In this milestone report, exploratory data analysis is performed for three English-language corpora that were obtained by crawling three types of websites: news articles, blog articles, and tweets. The corpora are first loaded and summarized, and then pre-processed to remove profane words and to remove commonly used words. The frequency of individual words, bigrams (pairs of words), and trigrams (triplets of words) is considered for each corpus and barplots are generated to visualize the relative frequency of the most commonly appearing words, bigrams, and trigrams. Finally, a plan for how to proceed to using the data to train a text generation prediction algorithm is presented.

Data Processing

Load the data

The data was initially downloaded from: Capstone Dataset

COnsider the three en_US.news.txt, en_US.blogs.txt, en_US.twitter.txt data files in the en_US folder.

Load the three .txt files and change the encoding to UTF-8. Read the number of lines and number of words in each entire .txt file.

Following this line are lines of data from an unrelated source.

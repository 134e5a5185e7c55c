//! Supertriangulation: groups of four triangles that undo one refinement.
//!
//! A *core* is a triangle whose three edges are all internal. Together with
//! its three edge neighbours it forms a *supertriangle* whose corners are the
//! neighbours' apexes opposite the shared edges. When the mesh came from a
//! uniform split, the supertriangle is the parent triangle and the core is
//! its centre child.
//!
//! # Row layout
//! Row `i` stores the core, the neighbours across the core's local edges
//! 0, 1, 2 (in that order), and the supertriangle vertices: vertex `k` is the
//! apex of neighbour `k`. For an aligned row with core `[k0, k1, k2]` and
//! vertices `[s0, s1, s2]`:
//! `mid(s0, s1) = k1`, `mid(s1, s2) = k2`, `mid(s2, s0) = k0`.

mod cleaning;

use std::sync::Arc;

use hashbrown::HashSet;

use crate::debug_invariants::DebugInvariants;
use crate::geometry::Point2;
use crate::geometry::metrics;
use crate::mesh_error::AmrError;
use crate::topology::trimesh::{TriMesh, Triangle, in_range};
use crate::topology::voids::find_voids;

/// One supertriangle.
#[derive(Clone, Copy, Debug, PartialEq, Eq)]
pub struct SuperTriangle {
    pub core: usize,
    pub neighbors: [usize; 3],
    pub vertices: [usize; 3],
}

impl SuperTriangle {
    /// Core followed by its three neighbours.
    #[inline]
    pub fn bodies(&self) -> [usize; 4] {
        [
            self.core,
            self.neighbors[0],
            self.neighbors[1],
            self.neighbors[2],
        ]
    }
}

/// Supertriangles of a background mesh.
#[derive(Clone, Debug)]
pub struct SuperTriu {
    mesh: Arc<TriMesh>,
    rows: Vec<SuperTriangle>,
}

static_assertions::assert_impl_all!(SuperTriu: Send, Sync);

impl SuperTriu {
    /// Every core of `mesh`, in ascending core order.
    pub fn from_mesh(mesh: &TriMesh) -> Self {
        Self::build(Arc::new(mesh.clone()))
    }

    fn build(mesh: Arc<TriMesh>) -> Self {
        // (own local edge, neighbour, neighbour local edge)
        let mut links: Vec<Vec<(usize, usize, usize)>> = vec![Vec::new(); mesh.ntriangs()];
        for e in mesh.edgesmap().iter() {
            links[e.trinum1].push((e.locnum1, e.trinum2, e.locnum2));
            links[e.trinum2].push((e.locnum2, e.trinum1, e.locnum1));
        }
        let triangs = mesh.triangs();
        let rows = links
            .into_iter()
            .enumerate()
            .filter(|(_, l)| l.len() == 3)
            .map(|(core, mut l)| {
                l.sort_by_key(|&(loc, _, _)| loc);
                SuperTriangle {
                    core,
                    neighbors: [l[0].1, l[1].1, l[2].1],
                    vertices: [0, 1, 2].map(|k| triangs[l[k].1][(l[k].2 + 2) % 3]),
                }
            })
            .collect();
        Self { mesh, rows }
    }

    fn with_rows(&self, rows: Vec<SuperTriangle>) -> Self {
        Self {
            mesh: Arc::clone(&self.mesh),
            rows,
        }
    }

    /// Background mesh.
    pub fn mesh(&self) -> &TriMesh {
        &self.mesh
    }

    pub fn rows(&self) -> &[SuperTriangle] {
        &self.rows
    }

    pub fn size(&self) -> usize {
        self.rows.len()
    }

    pub fn is_empty(&self) -> bool {
        self.rows.is_empty()
    }

    /// Core triangle numbers.
    pub fn trinums(&self) -> Vec<usize> {
        self.rows.iter().map(|r| r.core).collect()
    }

    pub fn suptriangs(&self) -> Vec<Triangle> {
        self.rows.iter().map(|r| r.vertices).collect()
    }

    pub fn supbodies(&self) -> Vec<[usize; 4]> {
        self.rows.iter().map(SuperTriangle::bodies).collect()
    }

    /// Cores as a mesh over the background points.
    pub fn kermesh(&self) -> TriMesh {
        self.mesh.submesh(&self.trinums())
    }

    /// Supertriangles as a mesh over the background points.
    pub fn supmesh(&self) -> TriMesh {
        TriMesh::from_parts(self.mesh.points().to_vec(), self.suptriangs())
    }

    /// True when no background triangle belongs to two rows.
    pub fn is_compact(&self) -> bool {
        let mut seen = HashSet::with_capacity(4 * self.size());
        self.rows
            .iter()
            .flat_map(SuperTriangle::bodies)
            .all(|t| seen.insert(t))
    }

    /// Rows at the given positions, in that order.
    pub fn subtriu(&self, positions: &[usize]) -> SuperTriu {
        let rows = in_range(positions, self.size())
            .map(|i| self.rows[i])
            .collect();
        self.with_rows(rows)
    }

    /// Rows without the given positions.
    pub fn deltriangs(&self, positions: &[usize]) -> SuperTriu {
        let mut keep = vec![true; self.size()];
        for i in in_range(positions, self.size()) {
            keep[i] = false;
        }
        let rows = self
            .rows
            .iter()
            .zip(&keep)
            .filter_map(|(r, &k)| k.then_some(*r))
            .collect();
        self.with_rows(rows)
    }

    /// Rows whose core is one of `trinums`.
    pub fn atcores(&self, trinums: &[usize]) -> SuperTriu {
        let wanted: HashSet<usize> = trinums.iter().copied().collect();
        self.filter_rows(|r| wanted.contains(&r.core))
    }

    pub(crate) fn filter_rows(&self, keep: impl Fn(&SuperTriangle) -> bool) -> SuperTriu {
        let rows = self.rows.iter().filter(|r| keep(r)).copied().collect();
        self.with_rows(rows)
    }

    /// Position of the row whose supertriangle centroid is closest to `anchor`.
    pub fn find_seed(&self, anchor: Point2) -> Option<usize> {
        let points = self.mesh.points();
        self.rows
            .iter()
            .map(|r| {
                let [a, b, c] = r.vertices.map(|n| points[n]);
                metrics::centroid(a, b, c).dist(anchor)
            })
            .enumerate()
            .min_by(|a, b| a.1.total_cmp(&b.1))
            .map(|(i, _)| i)
    }

    /// Rows whose core is a void; `None` when there are none.
    pub fn supvoids(&self, tol: f64) -> Option<SuperTriu> {
        let voids: HashSet<usize> = find_voids(&self.mesh, tol)
            .into_iter()
            .map(|v| v.trinum)
            .collect();
        let sub = self.filter_rows(|r| voids.contains(&r.core));
        (!sub.is_empty()).then_some(sub)
    }
}

impl TriMesh {
    pub fn supertriu(&self) -> SuperTriu {
        SuperTriu::from_mesh(self)
    }
}

impl DebugInvariants for SuperTriu {
    fn debug_assert_invariants(&self) {
        crate::debug_invariants!(self.validate_invariants(), "SuperTriu");
    }

    fn validate_invariants(&self) -> Result<(), AmrError> {
        let ntriangs = self.mesh.ntriangs();
        let npoints = self.mesh.npoints();
        for row in &self.rows {
            if let Some(&t) = row.bodies().iter().find(|&&t| t >= ntriangs) {
                return Err(AmrError::NodeOutOfRange {
                    trinum: t,
                    node: row.core,
                    npoints: ntriangs,
                });
            }
            if let Some(&node) = row.vertices.iter().find(|&&n| n >= npoints) {
                return Err(AmrError::NodeOutOfRange {
                    trinum: row.core,
                    node,
                    npoints,
                });
            }
        }
        Ok(())
    }
}
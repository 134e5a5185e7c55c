//! AmrError: Unified error type for trimesh-amr public APIs
//!
//! Every fallible operation of the crate returns `Result<_, AmrError>`.
//! Absence that is part of normal operation (no void, no compact cluster,
//! no coarsenable target) is reported with `Option` or empty values instead.

use thiserror::Error;

/// Unified error type for mesh adaptation operations.
#[derive(Debug, Error, Clone, PartialEq)]
pub enum AmrError {
    /// A triangle references a node outside the point array.
    #[error("Mesh error: triangle {trinum} references node {node} but the mesh has {npoints} points")]
    NodeOutOfRange {
        trinum: usize,
        node: usize,
        npoints: usize,
    },
    /// A triangle lists the same node twice.
    #[error("Mesh error: triangle {0} repeats a node")]
    DegenerateTriangle(usize),
    /// The operation needs a mesh where every point is referenced.
    #[error("Mesh error: {0} points are not referenced by any triangle")]
    GhostNodes(usize),
    /// Boundary edges share a start node, so the boundary cannot be split into loops.
    #[error("Boundary error: cannot split the edge, self-intersection at node {0}")]
    BoundaryIntersection(usize),
    /// A boundary walk did not return to its start node.
    #[error("Boundary error: loop starting at node {0} is not closed")]
    OpenBoundary(usize),
    /// `synctonode` was asked for a node that is not on the loop.
    #[error("Boundary error: node {0} is not on the edge loop")]
    NodeNotOnLoop(usize),
    /// `atnode` was asked for a node that no triangle references.
    #[error("Nodes map error: node {0} is not in the map")]
    NodeNotInMap(usize),
    /// A void pivot is shared by an unexpected number of triangles.
    #[error("Skeleton error: pivot {pivot} has rank {rank}, expected 4")]
    PivotRank { pivot: usize, rank: usize },
    /// Two voids hang on the same pivot node.
    #[error("Skeleton error: node {0} is the pivot of more than one void")]
    DuplicatePivot(usize),
    /// Hanging-node constraints refer back to themselves.
    #[error("Constraint error: cycle through pivot {0}")]
    ConstraintCycle(usize),
    /// Coarsening the requested cluster would leave a pivot with rank other than 4.
    #[error("Coarsen error: non-meshable cluster, pivot {pivot} would have rank {rank}")]
    NonMeshableCluster { pivot: usize, rank: usize },
    /// A node field does not match the number of mesh points.
    #[error("Data error: expected {expected} values, found {found}")]
    DataLengthMismatch { expected: usize, found: usize },
    /// The requested data field does not exist on the unit.
    #[error("Data error: unknown field `{0}`")]
    UnknownField(String),
    /// The constrained mass system could not be factorised.
    #[error("Solver error: {0}")]
    Factorization(String),
    /// Configuration value out of range.
    #[error("Config error: {0}")]
    InvalidConfig(String),
    /// Unknown structured grid layout name.
    #[error("Grid error: unknown grid kind `{0}`")]
    UnknownGridKind(String),
    /// Reading or writing an archive failed.
    #[error("I/O error: {0}")]
    Io(String),
    /// An archive could not be encoded or decoded.
    #[error("Serialization error: {0}")]
    Serialization(String),
}

impl From<std::io::Error> for AmrError {
    fn from(err: std::io::Error) -> Self {
        AmrError::Io(err.to_string())
    }
}

impl From<serde_json::Error> for AmrError {
    fn from(err: serde_json::Error) -> Self {
        AmrError::Serialization(err.to_string())
    }
}
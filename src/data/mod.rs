//! Node data transport across mesh changes.
//!
//! Refinement carries fields with a [`DataRefiner`]; coarsening with a
//! [`DataCollector`] built on mass operators from a
//! [`MassOperatorProvider`](mass::MassOperatorProvider).

pub mod collector;
pub mod hanging_node_constraints;
pub mod mass;
pub mod refiner;

pub use collector::DataCollector;
pub use hanging_node_constraints::{HangingNodeConstraints, LinearConstraintTerm, constr_data};
pub use mass::{LumpedMassProvider, MassOperatorProvider, MassOperators};
pub use refiner::DataRefiner;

# Calculate number of lines and number of words in entire News .txt file
connectNews <- file("en_US.news.txt") 
USNews_all <- readLines(connectNews,encoding="UTF-8")
numLinesNews <- length(readLines(connectNews))
numWordsNews <- sum(sapply(strsplit(USNews_all,"\\s+"), length))
close(connectNews)

# Calculate number of lines and number of words in entire Blogs .txt file
connectBlogs <- file("en_US.blogs.txt") 
USBlogs_all <- readLines(connectBlogs,encoding="UTF-8")
numLinesBlogs <- length(readLines(connectBlogs))
numWordsBlogs <- sum(sapply(strsplit(USBlogs_all,"\\s+"), length))
close(connectBlogs)

# Calculate number of lines and number of words in entire Twitter .txt file
connectTwitter <- file("en_US.twitter.txt") 
USTwitter_all <- readLines(connectTwitter,encoding="UTF-8")
numLinesTwitter <- length(readLines(connectTwitter))
numWordsTwitter <- sum(sapply(strsplit(USTwitter_all,"\\s+"), length))
close(connectTwitter)

Create a table of the total number of lines and total number of words in each file, prior to any processing:

# Make a table of line count and word count for each of the three files, before any processing
numLines <- matrix(c(numLinesNews,numLinesBlogs,numLinesTwitter,numWordsNews,numWordsBlogs,numWordsTwitter,format(numWordsNews/numLinesNews,digits=0),format(numWordsBlogs/numLinesBlogs,digits=0),format(numWordsTwitter/numLinesTwitter,digits=0)),ncol=3, byrow=FALSE)
colnames(numLines) <- c("Line Count","Word Count","Avg Word Count per Line")
rownames(numLines) <- c("News","Blogs","Twitter")
numLines <- as.table(numLines)
numLines

##         Line Count Word Count Avg Word Count per Line
## News    77259      2643969    34                     
## Blogs   899288     37334131   42                     
## Twitter 2360148    30373543   13

From the table above, en_US.twitter.txt has the most number of lines, however since each tweet is relatively short, the Twitter word count is not as high as the Blogs word count. en_US.blogs.txt has the highest average word count per line and also the highest word count overall in the .txt file.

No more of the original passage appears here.